Please join us once more in Cobb Hall 115 on Friday, October 27 at 3:30 PM, where Dr. Darya Kavitskaya of the University of California, Berkeley, will present on the historical developments of vowel harmony in Crimean Tatar.
Dialects of Crimean Tatar: Fieldwork and Its Challenges
Crimean Tatar is an understudied Turkic language, spoken mainly in the Crimean peninsula, Ukraine (currently annexed by Russia) and in Uzbekistan. The dialectal data from Crimean Tatar help to resolve an argument about the nature of the loss of vowel harmony in the languages of the world in general and in Turkic languages in particular. It has been proposed that vowel harmony arises through the phonologization of vowel-to-vowel coarticulation (e.g. Hyman 2002; Przezdziecki 2005; Barnes 2006). Given this claim, the null hypothesis is that the loss of phonological harmony would affect the domain of harmony, such as the word, as a whole. However, drawing on 19th century texts and my fieldwork on the dialects of Crimean Tatar, I argue that this is not the case, and the decay of rounding harmony crucially involves contraction of the harmonic domain.

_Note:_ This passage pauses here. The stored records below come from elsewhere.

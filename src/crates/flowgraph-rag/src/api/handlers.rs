//! HTTP handler functions.

use axum::extract::State;
use axum::response::sse::{Event, KeepAlive, Sse};
use axum::Json;
use futures::stream::Stream;
use serde::{Deserialize, Serialize};
use serde_json::json;
use std::convert::Infallible;

use crate::api::error::ApiResult;
use crate::api::routes::AppState;
use crate::store::{ScoredChunk, VectorCollection};

const DEFAULT_TOP_K: usize = 3;

/// Queries answered with a canned reply instead of retrieval.
const GREETINGS: [&str; 4] = ["hi", "hello", "hey", "greetings"];
const GREETING_REPLY: &str = "Hello! Ask me anything about the indexed documents.";

#[derive(Debug, Deserialize)]
pub struct QueryRequest {
    pub question: String,
    pub top_k: Option<usize>,
}

#[derive(Debug, Serialize)]
pub struct QueryResponse {
    pub question: String,
    pub answer: String,
}

#[derive(Debug, Serialize)]
pub struct SearchHit {
    pub text: String,
    pub score: f32,
    pub metadata: std::collections::HashMap<String, String>,
}

#[derive(Debug, Serialize)]
pub struct SearchResponse {
    pub question: String,
    pub results: Vec<SearchHit>,
}

impl From<ScoredChunk> for SearchHit {
    fn from(chunk: ScoredChunk) -> Self {
        Self {
            text: chunk.text,
            score: chunk.score,
            metadata: chunk.metadata,
        }
    }
}

/// `GET /` service description.
pub async fn root() -> Json<serde_json::Value> {
    Json(json!({
        "service": "flowgraph-rag",
        "endpoints": ["/", "/health", "/query", "/search", "/search/stream", "/stats"],
    }))
}

/// `GET /health`.
pub async fn health() -> Json<serde_json::Value> {
    Json(json!({"status": "ok"}))
}

/// `POST /query`: retrieve context and generate a grounded answer.
pub async fn query(
    State(state): State<AppState>,
    Json(request): Json<QueryRequest>,
) -> ApiResult<Json<QueryResponse>> {
    let top_k = request.top_k.unwrap_or(DEFAULT_TOP_K);
    let answer = state.engine.query(&request.question, top_k).await?;
    Ok(Json(QueryResponse {
        question: request.question,
        answer,
    }))
}

/// `POST /search`: ranked snippets with scores, retrieval only.
pub async fn search(
    State(state): State<AppState>,
    Json(request): Json<QueryRequest>,
) -> ApiResult<Json<SearchResponse>> {
    let top_k = request.top_k.unwrap_or(DEFAULT_TOP_K);
    let hits = state.engine.search(&request.question, top_k).await?;
    Ok(Json(SearchResponse {
        question: request.question,
        results: hits.into_iter().map(SearchHit::from).collect(),
    }))
}

/// `GET /stats`: chunk count and embedding model.
pub async fn stats(State(state): State<AppState>) -> ApiResult<Json<serde_json::Value>> {
    let stats = state.engine.stats().await;
    Ok(Json(json!({
        "total_chunks": stats.total_chunks,
        "embedding_model": stats.embedding_model,
    })))
}

/// `POST /search/stream`: server-sent events of `{token}` payloads
/// terminated by `{done}`, or `{error}` on failure. Plain greetings get a
/// canned streamed reply without touching the retrieval pipeline.
pub async fn search_stream(
    State(state): State<AppState>,
    Json(request): Json<QueryRequest>,
) -> ApiResult<Sse<impl Stream<Item = Result<Event, Infallible>>>> {
    let question = request.question.trim().to_string();
    let top_k = request.top_k.unwrap_or(DEFAULT_TOP_K);
    VectorCollection::validate_query(&question, top_k)?;

    let stream = async_stream::stream! {
        // "hello!" counts as a greeting; trailing punctuation is not content.
        let normalized = question.to_lowercase();
        let answer = if GREETINGS.contains(&normalized.trim_end_matches(['!', '?', '.'])) {
            Ok(GREETING_REPLY.to_string())
        } else {
            state.engine.query(&question, top_k).await.map_err(|e| e.to_string())
        };

        match answer {
            Ok(text) => {
                for token in text.split_inclusive(' ') {
                    yield Ok(Event::default().data(json!({"token": token}).to_string()));
                }
                yield Ok(Event::default().data(json!({"done": true}).to_string()));
            }
            Err(detail) => {
                yield Ok(Event::default().data(json!({"error": detail}).to_string()));
            }
        }
    };

    Ok(Sse::new(stream).keep_alive(KeepAlive::default()))
}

The tragic history of Crimean Tatar needs to be taken into consideration by any study of the language. In 1944, the entire Crimean Tatar population was deported from Crimea by the Soviet government. Crimean Tatars were relocated to Central Asia and several locations in Russia and were only allowed to return to their homeland in the early 1990s. As a result, the speakers of the originally homogenous dialects were separated, mixed, and immersed into different language environments. Though it is still possible to locate speakers of distinct dialects, most of them are older than seventy, especially speakers of the non-literary northern and southern dialects. While standard Crimean Tatar is widely spoken in Crimea, the dialects are endangered, may disappear within a generation, and are in urgent need of documentation.